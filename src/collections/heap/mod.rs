//! A module containing [`KAryHeap`], a priority queue with a configurable number of children per
//! node, built on top of [`Vector`](crate::collections::contiguous::Vector).
//!
//! Owned iteration uses the [`IntoIter`] of the underlying Vector, and yields elements in level
//! order rather than sorted order. See [`KAryHeap::into_sorted_vector`] for sorted extraction.

mod iter;
mod k_ary_heap;
mod tests;

pub use iter::*;
pub use k_ary_heap::*;
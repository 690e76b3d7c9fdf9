use std::slice::{Iter, IterMut};

use super::Vector;
use crate::collections::contiguous::Array;
#[doc(inline)]
pub use crate::collections::contiguous::array::IntoIter;

impl<T> IntoIterator for Vector<T> {
    type Item = T;

    type IntoIter = IntoIter<T>;

    fn into_iter(self) -> Self::IntoIter {
        Array::from(self).into_iter()
    }
}

impl<'a, T> IntoIterator for &'a Vector<T> {
    type Item = &'a T;

    type IntoIter = Iter<'a, T>;

    fn into_iter(self) -> Self::IntoIter {
        self.iter()
    }
}

impl<'a, T> IntoIterator for &'a mut Vector<T> {
    type Item = &'a mut T;

    type IntoIter = IterMut<'a, T>;

    fn into_iter(self) -> Self::IntoIter {
        self.iter_mut()
    }
}
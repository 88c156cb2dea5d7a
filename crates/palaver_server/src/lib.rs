/*
 * SPDX-FileCopyrightText: 2026 RedHunt07 - FEDI3 Project
 * SPDX-License-Identifier: AGPL-3.0-only
 */

pub mod conference;
pub mod config;
pub mod http;
pub mod media_relay;
pub mod presence;
pub mod registry;
pub mod session;
pub mod webrtc_relay;
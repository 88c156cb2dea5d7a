/*
 * SPDX-FileCopyrightText: 2026 RedHunt07 - FEDI3 Project
 * SPDX-License-Identifier: AGPL-3.0-only
 */

use std::fmt::Display;
use std::sync::Arc;
use std::time::Duration;

use futures_util::{Stream, StreamExt};
use palaver_protocol::{
    SessionOffer, SignalEnvelope, ACTION_ACCEPTED, ACTION_ADD, ACTION_OFFER, OBJECT_CALL, OBJECT_USER,
};
use tokio::sync::{mpsc, watch};
use tokio_util::sync::CancellationToken;
use tracing::{debug, error, info, warn};

use crate::conference::{CallError, CallSignaling};
use crate::media_relay::RelayHandle;
use crate::presence::PresenceSync;
use crate::registry::{User, UserRegistry};

/// Shared by every session of the process.
pub struct SessionContext {
    pub registry: Arc<UserRegistry>,
    pub calls: Arc<CallSignaling>,
    pub presence_poll: Duration,
}

/// Drives one connection until `inbound` ends or fails. Outbound envelopes go
/// to `outbound`; the caller serializes them onto the transport.
pub async fn run_session<S, E>(ctx: Arc<SessionContext>, mut inbound: S, outbound: mpsc::Sender<SignalEnvelope>)
where
    S: Stream<Item = Result<String, E>> + Unpin + Send,
    E: Display + Send,
{
    let (identity_tx, identity_rx) = watch::channel::<Option<Arc<User>>>(None);
    let cancel = CancellationToken::new();
    let outbound_task = tokio::spawn(run_outbound(ctx.clone(), identity_rx, outbound.clone(), cancel.clone()));

    let mut duty = InboundDuty {
        ctx: ctx.clone(),
        identity: identity_tx,
        outbound,
        me: None,
        relay: None,
    };
    while let Some(frame) = inbound.next().await {
        match frame {
            Ok(text) => {
                if !duty.handle_text(&text).await {
                    break;
                }
            }
            Err(e) => {
                info!("read: {e}");
                break;
            }
        }
    }

    cancel.cancel();
    if let Err(e) = outbound_task.await {
        error!("outbound duty panicked: {e}");
    }

    if let Some(relay) = duty.relay.take() {
        relay.close().await;
    }
    if let Some(me) = duty.me.take() {
        if ctx.registry.release(me.username()) {
            info!(user = %me.username(), "user left");
            ctx.calls.user_left(me.username());
        }
    }
}

struct InboundDuty {
    ctx: Arc<SessionContext>,
    identity: watch::Sender<Option<Arc<User>>>,
    outbound: mpsc::Sender<SignalEnvelope>,
    me: Option<Arc<User>>,
    /// This connection's relay endpoint; other sessions of the same user have their own.
    relay: Option<RelayHandle>,
}

impl InboundDuty {
    /// Returns false once the outbound side is gone.
    async fn handle_text(&mut self, text: &str) -> bool {
        let envelope = match SignalEnvelope::parse(text) {
            Ok(v) => v,
            Err(e) => {
                warn!("bad envelope: {e}");
                return true;
            }
        };
        match envelope.object.as_str() {
            OBJECT_USER => self.handle_user_action(&envelope),
            OBJECT_CALL => {
                if let Err(e) = self.handle_call_action(&envelope).await {
                    let user = self.me.as_ref().map(|u| u.username().to_string()).unwrap_or_default();
                    warn!(%user, action = %envelope.action, "call failed: {e}");
                    return self.outbound.send(SignalEnvelope::failed(&e.to_string())).await.is_ok();
                }
            }
            other => debug!(object = %other, "ignoring envelope"),
        }
        true
    }

    fn handle_user_action(&mut self, envelope: &SignalEnvelope) {
        if envelope.action != ACTION_ADD {
            debug!(action = %envelope.action, "ignoring user action");
            return;
        }
        let name = envelope.data.trim();
        if name.is_empty() {
            warn!("empty username announced");
            return;
        }
        if let Some(me) = &self.me {
            warn!(current = %me.username(), requested = %name, "identity already announced");
            return;
        }
        let user = self.ctx.registry.claim(name);
        info!(user = %name, "user announced");
        self.me = Some(user.clone());
        let _ = self.identity.send(Some(user));
    }

    async fn handle_call_action(&mut self, envelope: &SignalEnvelope) -> Result<(), CallError> {
        let me = self.me.clone().ok_or(CallError::NotLoggedIn)?;
        let negotiated = match envelope.action.as_str() {
            ACTION_OFFER => {
                let offer = SessionOffer::decode(&envelope.data)?;
                let (conference, negotiated) = self.ctx.calls.offer(&me, &offer).await?;
                debug!(conference = %conference.id(), members = ?conference.member_names(), "offer handled");
                negotiated
            }
            ACTION_ACCEPTED => {
                let offer = SessionOffer::decode(&envelope.data)?;
                self.ctx.calls.accept(&me, &offer).await?
            }
            other => return Err(CallError::UnknownAction(other.to_string())),
        };
        if let Some(previous) = self.relay.replace(negotiated.handle) {
            previous.close().await;
        }
        debug!(user = %me.username(), "sending answer");
        // Delivery failure means the socket is gone; the read loop ends on its own.
        let _ = self.outbound.send(SignalEnvelope::answer(&negotiated.answer)).await;
        Ok(())
    }
}

async fn wait_for_mail(me: Option<&User>) {
    match me {
        Some(user) => user.mail().await,
        None => std::future::pending().await,
    }
}

/// Reconciles presence and delivers invitations. Sleeps until the registry
/// changes, an invitation arrives or `presence_poll` elapses.
async fn run_outbound(
    ctx: Arc<SessionContext>,
    mut identity: watch::Receiver<Option<Arc<User>>>,
    out: mpsc::Sender<SignalEnvelope>,
    cancel: CancellationToken,
) {
    let mut presence = PresenceSync::new();
    let mut changes = ctx.registry.subscribe();
    let mut me: Option<Arc<User>> = None;

    loop {
        if me.is_none() {
            if let Some(user) = identity.borrow_and_update().clone() {
                presence.announce(user.clone());
                me = Some(user);
            }
        }

        let mut pending = presence
            .reconcile(me.as_ref().map(|u| u.username()), &ctx.registry)
            .iter()
            .map(|e| e.to_envelope())
            .collect::<Vec<_>>();

        if let Some(user) = &me {
            if !presence.local().is_empty() {
                if let Some(invitation) = user.invitations.take() {
                    info!(user = %user.username(), conference = %invitation.conference, "sending invitation");
                    match SignalEnvelope::invite(&invitation) {
                        Ok(env) => pending.push(env),
                        Err(e) => error!("serialize invitation failed: {e}"),
                    }
                }
            }
        }

        for env in pending {
            if out.send(env).await.is_err() {
                return;
            }
        }

        tokio::select! {
            biased;
            _ = cancel.cancelled() => return,
            _ = changes.changed() => {}
            res = identity.changed(), if me.is_none() => {
                if res.is_err() {
                    return;
                }
            }
            _ = wait_for_mail(me.as_deref()) => {}
            _ = tokio::time::sleep(ctx.presence_poll) => {}
        }
    }
}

Work required: For the string "filename", find every line of the material that contains it, and copy each one.

Reply to the exercise:
filename src/collections/heap/mod.rs
filename crates/palaver_server/src/lib.rs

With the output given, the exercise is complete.